What the task asks:
Scan the data that follows and count the lines with the string "OddSynth"; answer with the count alone.

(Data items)
● ● ●
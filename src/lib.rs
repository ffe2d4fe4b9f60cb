//! livetrans - real-time speech translation for live rooms
//!
//! Listens to a speaker's audio track, recognizes speech, translates each
//! final transcript into every target language and publishes captions plus
//! synthesized audio back into the room.

#![warn(clippy::unwrap_used)]
#![warn(clippy::expect_used)]
#![warn(clippy::let_underscore_must_use)]

pub mod audio;
#[cfg(feature = "cli")]
pub mod cli;
pub mod clock;
pub mod config;
pub mod defaults;
pub mod engine;
pub mod error;
#[cfg(all(test, feature = "http"))]
mod http_stub;
pub mod messages;
pub mod pipeline;
pub mod session;
pub mod transport;

// Engine roles
pub use engine::{Engines, Recognizer, Synthesizer, Translator};

// Session lifecycle
pub use pipeline::{SessionController, SessionReport, SessionState, StopHandle};
pub use session::{LanguageTag, SessionConfig, SessionSource};
pub use transport::{OutboundTrack, Transport, TransportEvent};

// Error handling
pub use error::{LiveTransError, Result};

// Config
pub use config::Config;

/// Build version string with optional git commit hash.
///
/// Returns `"0.1.0+abc1234"` when git hash is available, `"0.1.0"` otherwise.
pub fn version_string() -> String {
    let version = env!("CARGO_PKG_VERSION");
    match option_env!("GIT_HASH") {
        Some(hash) if !hash.is_empty() => format!("{}+{}", version, hash),
        _ => version.to_string(),
    }
}
//! Conversion between transport float frames and linear 16-bit PCM.
//!
//! Encoding clips each sample to [-1.0, 1.0], averages channels down to mono
//! and scales by 32767 with round-to-nearest. Decoding divides by 32767.
//! Both directions are deterministic so tests can compare bit-for-bit.

use crate::audio::frame::AudioFrame;
use std::time::Duration;

/// Full-scale value used in both directions.
const SCALE: f32 = 32767.0;

/// Converts one normalized sample to signed 16-bit.
pub fn sample_to_i16(sample: f32) -> i16 {
    if sample.is_nan() {
        return 0;
    }
    (sample.clamp(-1.0, 1.0) * SCALE).round() as i16
}

/// Converts one signed 16-bit sample to normalized float.
pub fn sample_to_f32(sample: i16) -> f32 {
    (sample as f32 / SCALE).max(-1.0)
}

/// Encodes a float frame as mono little-endian linear16 bytes.
///
/// Multi-channel frames are downmixed by averaging the clipped channel
/// values. A trailing partial sample group is ignored.
pub fn to_linear16(frame: &AudioFrame) -> Vec<u8> {
    let channels = frame.channels.max(1) as usize;
    let mut out = Vec::with_capacity(frame.data.len() / channels * 2);

    if channels == 1 {
        for &sample in &frame.data {
            out.extend_from_slice(&sample_to_i16(sample).to_le_bytes());
        }
        return out;
    }

    for group in frame.data.chunks_exact(channels) {
        let sum: f32 = group
            .iter()
            .map(|s| if s.is_nan() { 0.0 } else { s.clamp(-1.0, 1.0) })
            .sum();
        let mixed = sum / channels as f32;
        out.extend_from_slice(&sample_to_i16(mixed).to_le_bytes());
    }
    out
}

/// Decodes little-endian linear16 bytes to normalized floats.
///
/// An odd trailing byte is ignored.
pub fn decode_linear16(bytes: &[u8]) -> Vec<f32> {
    bytes
        .chunks_exact(2)
        .map(|pair| sample_to_f32(i16::from_le_bytes([pair[0], pair[1]])))
        .collect()
}

/// Splits linear16 bytes into mono frames of exactly `frame_size` samples.
///
/// The last frame is zero-padded. Empty input (or `frame_size == 0`) yields
/// no frames.
pub fn to_float_frames(bytes: &[u8], frame_size: usize, sample_rate: u32) -> Vec<AudioFrame> {
    Linear16Frames::new(bytes, frame_size, sample_rate).collect()
}

/// Lazy version of [`to_float_frames`], used by the synthesis pump so it can
/// stop between frames.
pub struct Linear16Frames<'a> {
    bytes: &'a [u8],
    frame_size: usize,
    sample_rate: u32,
    position: usize,
}

impl<'a> Linear16Frames<'a> {
    pub fn new(bytes: &'a [u8], frame_size: usize, sample_rate: u32) -> Self {
        // Drop an odd trailing byte up front so every chunk is whole samples.
        let usable = bytes.len() - bytes.len() % 2;
        Self {
            bytes: &bytes[..usable],
            frame_size,
            sample_rate,
            position: 0,
        }
    }

    /// Number of frames this iterator yields in total.
    pub fn frame_count(&self) -> usize {
        if self.frame_size == 0 {
            return 0;
        }
        (self.bytes.len() / 2).div_ceil(self.frame_size)
    }
}

impl Iterator for Linear16Frames<'_> {
    type Item = AudioFrame;

    fn next(&mut self) -> Option<AudioFrame> {
        if self.frame_size == 0 || self.position >= self.bytes.len() {
            return None;
        }
        let end = (self.position + self.frame_size * 2).min(self.bytes.len());
        let mut data = decode_linear16(&self.bytes[self.position..end]);
        data.resize(self.frame_size, 0.0);
        self.position = end;
        Some(AudioFrame::mono(self.sample_rate, data))
    }
}

/// Playback duration of mono linear16 bytes.
pub fn pcm_duration(byte_len: usize, sample_rate: u32) -> Duration {
    if sample_rate == 0 {
        return Duration::ZERO;
    }
    Duration::from_micros((byte_len / 2) as u64 * 1_000_000 / sample_rate as u64)
}

/// Encodes signed 16-bit samples as little-endian bytes.
pub fn samples_to_bytes(samples: &[i16]) -> Vec<u8> {
    samples.iter().flat_map(|s| s.to_le_bytes()).collect()
}
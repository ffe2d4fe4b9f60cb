//! One-shot HTTP server for exercising the http clients in tests.

use tokio::io::{AsyncReadExt, AsyncWriteExt};
use tokio::net::TcpListener;
use tokio::task::JoinHandle;

/// Answers a single request with `status` and a JSON `body`.
///
/// Returns the base URL and a handle resolving to the raw request.
pub async fn serve_once(status: &'static str, body: &'static str) -> (String, JoinHandle<String>) {
    let listener = TcpListener::bind("127.0.0.1:0").await.unwrap();
    let url = format!("http://{}", listener.local_addr().unwrap());
    let server = tokio::spawn(async move {
        let (mut socket, _) = listener.accept().await.unwrap();
        let mut request = Vec::new();
        let mut buf = [0u8; 4096];
        while !is_complete(&request) {
            let n = socket.read(&mut buf).await.unwrap();
            if n == 0 {
                break;
            }
            request.extend_from_slice(&buf[..n]);
        }
        let response = format!(
            "HTTP/1.1 {}\r\nContent-Type: application/json\r\nContent-Length: {}\r\nConnection: close\r\n\r\n{}",
            status,
            body.len(),
            body
        );
        socket.write_all(response.as_bytes()).await.unwrap();
        socket.shutdown().await.unwrap();
        String::from_utf8_lossy(&request).into_owned()
    });
    (url, server)
}

/// Headers received plus as much body as Content-Length announces.
fn is_complete(request: &[u8]) -> bool {
    let text = String::from_utf8_lossy(request);
    let Some(head_end) = text.find("\r\n\r\n") else {
        return false;
    };
    let length = text[..head_end]
        .lines()
        .filter_map(|line| line.split_once(':'))
        .find(|(name, _)| name.eq_ignore_ascii_case("content-length"))
        .and_then(|(_, value)| value.trim().parse::<usize>().ok())
        .unwrap_or(0);
    request.len() >= head_end + 4 + length
}
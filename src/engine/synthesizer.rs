use crate::audio::codec::samples_to_bytes;
use crate::error::{LiveTransError, Result};
use crate::session::LanguageTag;
use std::collections::{HashMap, HashSet};
use std::sync::Mutex;
use std::time::Duration;

/// Trait for speech synthesis.
///
/// Returns mono little-endian linear16 PCM at the rate the synthesizer was
/// built for. Implementations may block for seconds.
pub trait Synthesizer: Send + Sync {
    fn synthesize(&self, text: &str, lang: &LanguageTag, voice: Option<&str>) -> Result<Vec<u8>>;

    /// Output sample rate in Hz.
    fn sample_rate(&self) -> u32;

    /// Backend name for logs.
    fn name(&self) -> &str;
}

/// Speech-length audio per character of input text.
const MS_PER_CHAR: u64 = 60;

/// Upper bound on placeholder audio length.
const MAX_PLACEHOLDER_MS: u64 = 10_000;

fn placeholder_samples(text: &str, sample_rate: u32) -> usize {
    let chars = text.chars().filter(|c| !c.is_whitespace()).count() as u64;
    let ms = (chars * MS_PER_CHAR).clamp(MS_PER_CHAR, MAX_PLACEHOLDER_MS);
    (sample_rate as u64 * ms / 1000) as usize
}

/// Placeholder synthesizer producing a sine tone whose length follows the
/// text and whose pitch depends on the language.
#[derive(Debug, Clone)]
pub struct ToneSynthesizer {
    sample_rate: u32,
    amplitude: f32,
}

impl ToneSynthesizer {
    pub fn new(sample_rate: u32) -> Self {
        Self {
            sample_rate,
            amplitude: 0.2,
        }
    }

    fn frequency_for(lang: &LanguageTag, voice: Option<&str>) -> f32 {
        let key = voice.unwrap_or(lang.as_str());
        let hash = key
            .bytes()
            .fold(0u32, |acc, b| acc.wrapping_mul(31).wrapping_add(b as u32));
        220.0 + (hash % 16) as f32 * 27.5
    }
}

impl Synthesizer for ToneSynthesizer {
    fn synthesize(&self, text: &str, lang: &LanguageTag, voice: Option<&str>) -> Result<Vec<u8>> {
        if text.trim().is_empty() {
            return Ok(Vec::new());
        }
        let count = placeholder_samples(text, self.sample_rate);
        let freq = Self::frequency_for(lang, voice);
        let rate = self.sample_rate as f32;
        // 5ms linear fade at both ends avoids clicks between segments.
        let fade = ((rate * 0.005) as usize).max(1);

        let samples: Vec<i16> = (0..count)
            .map(|i| {
                let envelope = (i.min(count - 1 - i) as f32 / fade as f32).min(1.0);
                let phase = 2.0 * std::f32::consts::PI * freq * i as f32 / rate;
                (phase.sin() * self.amplitude * envelope * 32767.0) as i16
            })
            .collect();
        Ok(samples_to_bytes(&samples))
    }

    fn sample_rate(&self) -> u32 {
        self.sample_rate
    }

    fn name(&self) -> &str {
        "tone"
    }
}

/// Placeholder synthesizer producing silence of speech-like length.
#[derive(Debug, Clone)]
pub struct SilenceSynthesizer {
    sample_rate: u32,
}

impl SilenceSynthesizer {
    pub fn new(sample_rate: u32) -> Self {
        Self { sample_rate }
    }
}

impl Synthesizer for SilenceSynthesizer {
    fn synthesize(&self, text: &str, _lang: &LanguageTag, _voice: Option<&str>) -> Result<Vec<u8>> {
        if text.trim().is_empty() {
            return Ok(Vec::new());
        }
        Ok(vec![0u8; placeholder_samples(text, self.sample_rate) * 2])
    }

    fn sample_rate(&self) -> u32 {
        self.sample_rate
    }

    fn name(&self) -> &str {
        "silence"
    }
}

/// One recorded call to [`MockSynthesizer`].
#[derive(Debug, Clone, PartialEq, Eq)]
pub struct SynthesisCall {
    pub lang: String,
    pub text: String,
    pub voice: Option<String>,
}

/// Mock synthesizer for testing.
///
/// Returns `samples` samples of a constant non-zero value. Delays and
/// failures can be configured per language, and every call is recorded.
#[derive(Debug)]
pub struct MockSynthesizer {
    sample_rate: u32,
    samples: usize,
    delays: HashMap<String, Duration>,
    failing: HashSet<String>,
    calls: Mutex<Vec<SynthesisCall>>,
}

impl MockSynthesizer {
    pub fn new(sample_rate: u32, samples: usize) -> Self {
        Self {
            sample_rate,
            samples,
            delays: HashMap::new(),
            failing: HashSet::new(),
            calls: Mutex::new(Vec::new()),
        }
    }

    /// Block for `delay` on every call for `lang`.
    pub fn with_delay_for(mut self, lang: &str, delay: Duration) -> Self {
        self.delays.insert(lang.to_string(), delay);
        self
    }

    /// Fail every call for `lang`.
    pub fn with_failure_for(mut self, lang: &str) -> Self {
        self.failing.insert(lang.to_string());
        self
    }

    /// Calls made so far, in call order.
    pub fn calls(&self) -> Vec<SynthesisCall> {
        self.calls
            .lock()
            .map(|calls| calls.clone())
            .unwrap_or_default()
    }
}

impl Synthesizer for MockSynthesizer {
    fn synthesize(&self, text: &str, lang: &LanguageTag, voice: Option<&str>) -> Result<Vec<u8>> {
        if let Ok(mut calls) = self.calls.lock() {
            calls.push(SynthesisCall {
                lang: lang.to_string(),
                text: text.to_string(),
                voice: voice.map(str::to_string),
            });
        }
        if let Some(delay) = self.delays.get(lang.as_str()) {
            std::thread::sleep(*delay);
        }
        if self.failing.contains(lang.as_str()) {
            return Err(LiveTransError::Synthesis {
                lang: lang.to_string(),
                message: "mock synthesis failure".to_string(),
            });
        }
        Ok(samples_to_bytes(&vec![1000i16; self.samples]))
    }

    fn sample_rate(&self) -> u32 {
        self.sample_rate
    }

    fn name(&self) -> &str {
        "mock"
    }
}
//! Per-language synthesis queue and pump.
//!
//! Each audio language owns one queue and one long-lived pump. The pump is
//! the only writer of its outbound track, so segments play in the order
//! they were queued; nothing orders one language against another.

use crate::audio::codec::{Linear16Frames, pcm_duration};
use crate::engine::EnginePool;
use crate::messages::{AudioStatus, MessageChannel};
use crate::pipeline::cancel::CancelToken;
use crate::pipeline::error::{ErrorReporter, StageError};
use crate::pipeline::queue::DropOldestQueue;
use crate::pipeline::stats::SessionStats;
use crate::session::LanguageTag;
use crate::transport::OutboundTrack;
use std::sync::Arc;

/// One translated utterance waiting to be spoken.
#[derive(Debug, Clone, PartialEq, Eq)]
pub struct SynthesisJob {
    pub lang: LanguageTag,
    pub seq: u64,
    pub text: String,
    pub voice: Option<String>,
}

/// How a pump finished.
#[derive(Debug, Clone, Copy, PartialEq, Eq)]
pub enum PumpExit {
    /// Observed the queue sentinel.
    Drained,
    /// Session cancellation fired.
    Cancelled,
    /// The outbound track stopped accepting frames.
    TrackFailed,
}

/// Frame geometry of the outbound track.
#[derive(Debug, Clone, Copy)]
pub struct TrackFormat {
    pub sample_rate: u32,
    /// Samples per channel in each frame.
    pub frame_samples: usize,
    pub channels: u16,
}

pub struct SynthesisPump {
    lang: LanguageTag,
    queue: Arc<DropOldestQueue<SynthesisJob>>,
    track: Box<dyn OutboundTrack>,
    format: TrackFormat,
    engines: EnginePool,
    messages: MessageChannel,
    stats: Arc<SessionStats>,
    reporter: Arc<dyn ErrorReporter>,
    cancel: CancelToken,
}

/// Result of playing one segment.
enum Segment {
    Played,
    Failed,
    Interrupted,
    TrackFailed,
}

impl SynthesisPump {
    #[allow(clippy::too_many_arguments)]
    pub fn new(
        lang: LanguageTag,
        queue: Arc<DropOldestQueue<SynthesisJob>>,
        track: Box<dyn OutboundTrack>,
        format: TrackFormat,
        engines: EnginePool,
        messages: MessageChannel,
        stats: Arc<SessionStats>,
        reporter: Arc<dyn ErrorReporter>,
        cancel: CancelToken,
    ) -> Self {
        Self {
            lang,
            queue,
            track,
            format,
            engines,
            messages,
            stats,
            reporter,
            cancel,
        }
    }

    fn stage(&self) -> String {
        format!("pump {}", self.lang)
    }

    /// Serves the queue until the sentinel, cancellation or a track failure.
    /// Hands the track back so the controller can unpublish it.
    pub async fn run(mut self) -> (PumpExit, Box<dyn OutboundTrack>) {
        tracing::debug!(lang = %self.lang, track = self.track.name(), "pump started");
        let exit = loop {
            let job = tokio::select! {
                biased;
                _ = self.cancel.cancelled() => break PumpExit::Cancelled,
                job = self.queue.pop() => job,
            };
            let Some(job) = job else {
                break PumpExit::Drained;
            };
            match self.play(job).await {
                Segment::Played | Segment::Failed => {}
                Segment::Interrupted => break PumpExit::Cancelled,
                Segment::TrackFailed => break PumpExit::TrackFailed,
            }
        };

        // Later pushes are refused once the pump is gone.
        self.queue.shutdown();
        let discarded = self.queue.clear();
        if discarded > 0 {
            tracing::info!(lang = %self.lang, discarded, "pending segments discarded");
        }
        tracing::debug!(lang = %self.lang, ?exit, "pump finished");
        (exit, self.track)
    }

    async fn play(&mut self, job: SynthesisJob) -> Segment {
        let lang = self.lang.to_string();
        let seq = job.seq;
        self.messages
            .audio_status(&lang, AudioStatus::Start, seq)
            .await;

        let synthesized = tokio::select! {
            biased;
            _ = self.cancel.cancelled() => None,
            result = self.engines.synthesize(&job.text, &job.lang, job.voice.as_deref()) => Some(result),
        };
        let mut pcm = match synthesized {
            None => {
                self.stats.record_segment_cancelled();
                self.messages.audio_status(&lang, AudioStatus::End, seq).await;
                return Segment::Interrupted;
            }
            Some(Err(e)) => {
                self.stats.record_segment_failed();
                self.reporter.report(&self.stage(), &StageError::from(&e));
                self.messages
                    .audio_status(&lang, AudioStatus::Error, seq)
                    .await;
                return Segment::Failed;
            }
            Some(Ok(pcm)) => pcm,
        };

        if pcm.len() % 2 != 0 {
            tracing::warn!(
                lang = %lang,
                seq,
                bytes = pcm.len(),
                "odd-length synthesis output, truncating"
            );
            pcm.pop();
        }
        let engine_rate = self.engines.synthesis_rate();
        if engine_rate != self.format.sample_rate {
            tracing::warn!(
                lang = %lang,
                engine_rate,
                track_rate = self.format.sample_rate,
                "synthesis rate differs from track rate"
            );
        }

        let frames = Linear16Frames::new(&pcm, self.format.frame_samples, self.format.sample_rate);
        let total = frames.frame_count();
        tracing::debug!(
            lang = %lang,
            seq,
            frames = total,
            duration_ms = pcm_duration(pcm.len(), engine_rate).as_millis() as u64,
            "playing segment"
        );
        let mut written = 0usize;
        let mut outcome = Segment::Played;
        for frame in frames {
            if self.cancel.is_cancelled() {
                outcome = Segment::Interrupted;
                break;
            }
            let frame = frame.upmix(self.format.channels);
            if let Err(e) = self.track.capture_frame(&frame).await {
                self.reporter
                    .report(&self.stage(), &StageError::Fatal(e.to_string()));
                outcome = Segment::TrackFailed;
                break;
            }
            self.stats.record_frame_written();
            written += 1;
        }

        match outcome {
            Segment::Played => self.stats.record_segment_played(),
            Segment::Interrupted => self.stats.record_segment_cancelled(),
            _ => self.stats.record_segment_failed(),
        }
        tracing::debug!(lang = %lang, seq, written, total, "segment finished");
        self.messages.audio_status(&lang, AudioStatus::End, seq).await;
        outcome
    }
}

#[cfg(test)]
mod tests {
    use super::*;
    use crate::clock::SystemClock;
    use crate::engine::{MockSynthesizer, MockTranslator, Synthesizer};
    use crate::pipeline::error::LogReporter;
    use crate::transport::{MemoryTransport, MemoryTransportConfig, Transport};
    use std::time::Duration;

    const TRACK: &str = "translation-audio-es-ES";

    fn tag(s: &str) -> LanguageTag {
        LanguageTag::new(s).unwrap()
    }

    fn job(seq: u64) -> SynthesisJob {
        SynthesisJob {
            lang: tag("es-ES"),
            seq,
            text: format!("segment {}", seq),
            voice: None,
        }
    }

    struct Fixture {
        transport: MemoryTransport,
        queue: Arc<DropOldestQueue<SynthesisJob>>,
        cancel: CancelToken,
        stats: Arc<SessionStats>,
        pump: SynthesisPump,
    }

    async fn fixture(synth: MockSynthesizer, transport: MemoryTransport) -> Fixture {
        let _events = transport.connect().await.unwrap();
        let track = transport.publish_track(TRACK, 48000, 1).await.unwrap();
        let stats = Arc::new(SessionStats::default());
        let synth: Arc<dyn Synthesizer> = Arc::new(synth);
        let pool = EnginePool::new(
            Arc::new(MockTranslator::new()),
            synth,
            4,
            Duration::from_secs(2),
        );
        let messages = MessageChannel::new(
            Arc::new(transport.clone()),
            Arc::new(SystemClock),
            stats.clone(),
        );
        let queue = Arc::new(DropOldestQueue::new(8));
        let cancel = CancelToken::new();
        let pump = SynthesisPump::new(
            tag("es-ES"),
            queue.clone(),
            track,
            TrackFormat {
                sample_rate: 48000,
                frame_samples: 480,
                channels: 1,
            },
            pool,
            messages,
            stats.clone(),
            Arc::new(LogReporter),
            cancel.clone(),
        );
        Fixture {
            transport,
            queue,
            cancel,
            stats,
            pump,
        }
    }

    fn statuses(transport: &MemoryTransport) -> Vec<(u64, String)> {
        transport
            .messages_of_type(TRACK)
            .iter()
            .map(|m| (m["seq"].as_u64().unwrap(), m["status"].as_str().unwrap().to_string()))
            .collect()
    }

    #[tokio::test]
    async fn test_segments_framed_and_bracketed() {
        // 1000 samples -> 3 frames of 480, last one zero-padded
        let f = fixture(MockSynthesizer::new(48000, 1000), MemoryTransport::new()).await;
        f.queue.push(job(1));
        f.queue.push(job(2));
        f.queue.shutdown();

        let (exit, _track) = f.pump.run().await;
        assert_eq!(exit, PumpExit::Drained);

        let frames = f.transport.track_frames(TRACK);
        assert_eq!(frames.len(), 6);
        assert!(frames.iter().all(|fr| fr.samples_per_channel == 480));
        assert_eq!(frames[2].data[479], 0.0);
        assert_eq!(
            statuses(&f.transport),
            vec![
                (1, "start".to_string()),
                (1, "end".to_string()),
                (2, "start".to_string()),
                (2, "end".to_string()),
            ]
        );
        assert_eq!(f.stats.snapshot().segments_played, 2);
        assert_eq!(f.stats.snapshot().frames_written, 6);
    }

    #[tokio::test]
    async fn test_synthesis_failure_skips_segment() {
        let synth = MockSynthesizer::new(48000, 480).with_failure_for("es-ES");
        let f = fixture(synth, MemoryTransport::new()).await;
        f.queue.push(job(1));
        f.queue.push(job(2));
        f.queue.shutdown();

        let (exit, _track) = f.pump.run().await;
        assert_eq!(exit, PumpExit::Drained);
        assert!(f.transport.track_frames(TRACK).is_empty());
        assert_eq!(
            statuses(&f.transport),
            vec![
                (1, "start".to_string()),
                (1, "error".to_string()),
                (2, "start".to_string()),
                (2, "error".to_string()),
            ]
        );
        assert_eq!(f.stats.snapshot().segments_failed, 2);
    }

    #[tokio::test]
    async fn test_cancel_mid_segment_stops_frames_and_sends_end() {
        let transport = MemoryTransport::with_config(MemoryTransportConfig {
            frame_delay: Some(Duration::from_millis(5)),
            ..Default::default()
        });
        // 100 frames at 5ms each: long enough to cancel mid-way.
        let f = fixture(MockSynthesizer::new(48000, 48000), transport).await;
        f.queue.push(job(1));
        f.queue.push(job(2));

        let cancel = f.cancel.clone();
        let handle = tokio::spawn(f.pump.run());
        tokio::time::sleep(Duration::from_millis(60)).await;
        cancel.cancel();

        let (exit, _track) = tokio::time::timeout(Duration::from_secs(2), handle)
            .await
            .unwrap()
            .unwrap();
        assert_eq!(exit, PumpExit::Cancelled);

        let written = f.transport.track_frames(TRACK).len();
        assert!(written > 0 && written < 100, "wrote {} frames", written);
        tokio::time::sleep(Duration::from_millis(30)).await;
        assert_eq!(f.transport.track_frames(TRACK).len(), written);

        assert_eq!(
            statuses(&f.transport),
            vec![(1, "start".to_string()), (1, "end".to_string())]
        );
        assert!(f.queue.is_empty());
        assert_eq!(f.stats.snapshot().segments_cancelled, 1);
    }

    #[tokio::test]
    async fn test_track_failure_ends_pump() {
        let transport = MemoryTransport::with_config(MemoryTransportConfig {
            failing_tracks: [TRACK.to_string()].into_iter().collect(),
            ..Default::default()
        });
        let f = fixture(MockSynthesizer::new(48000, 480), transport).await;
        f.queue.push(job(1));
        f.queue.push(job(2));

        let (exit, _track) = f.pump.run().await;
        assert_eq!(exit, PumpExit::TrackFailed);
        assert_eq!(
            statuses(&f.transport),
            vec![(1, "start".to_string()), (1, "end".to_string())]
        );
    }

    #[tokio::test]
    async fn test_odd_length_pcm_is_truncated() {
        struct OddSynth;
        impl Synthesizer for OddSynth {
            fn synthesize(
                &self,
                _text: &str,
                _lang: &LanguageTag,
                _voice: Option<&str>,
            ) -> crate::error::Result<Vec<u8>> {
                Ok(vec![0x10; 961])
            }
            fn sample_rate(&self) -> u32 {
                48000
            }
            fn name(&self) -> &str {
                "odd"
            }
        }

        let transport = MemoryTransport::new();
        let _events = transport.connect().await.unwrap();
        let track = transport.publish_track(TRACK, 48000, 1).await.unwrap();
        let stats = Arc::new(SessionStats::default());
        let pool = EnginePool::new(
            Arc::new(MockTranslator::new()),
            Arc::new(OddSynth),
            1,
            Duration::from_secs(1),
        );
        let queue = Arc::new(DropOldestQueue::new(2));
        queue.push(job(1));
        queue.shutdown();
        let pump = SynthesisPump::new(
            tag("es-ES"),
            queue,
            track,
            TrackFormat {
                sample_rate: 48000,
                frame_samples: 480,
                channels: 1,
            },
            pool,
            MessageChannel::new(Arc::new(transport.clone()), Arc::new(SystemClock), stats.clone()),
            stats,
            Arc::new(LogReporter),
            CancelToken::new(),
        );
        pump.run().await;
        assert_eq!(transport.track_frames(TRACK).len(), 1);
    }
}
● ● ●
Output for this exercise:
3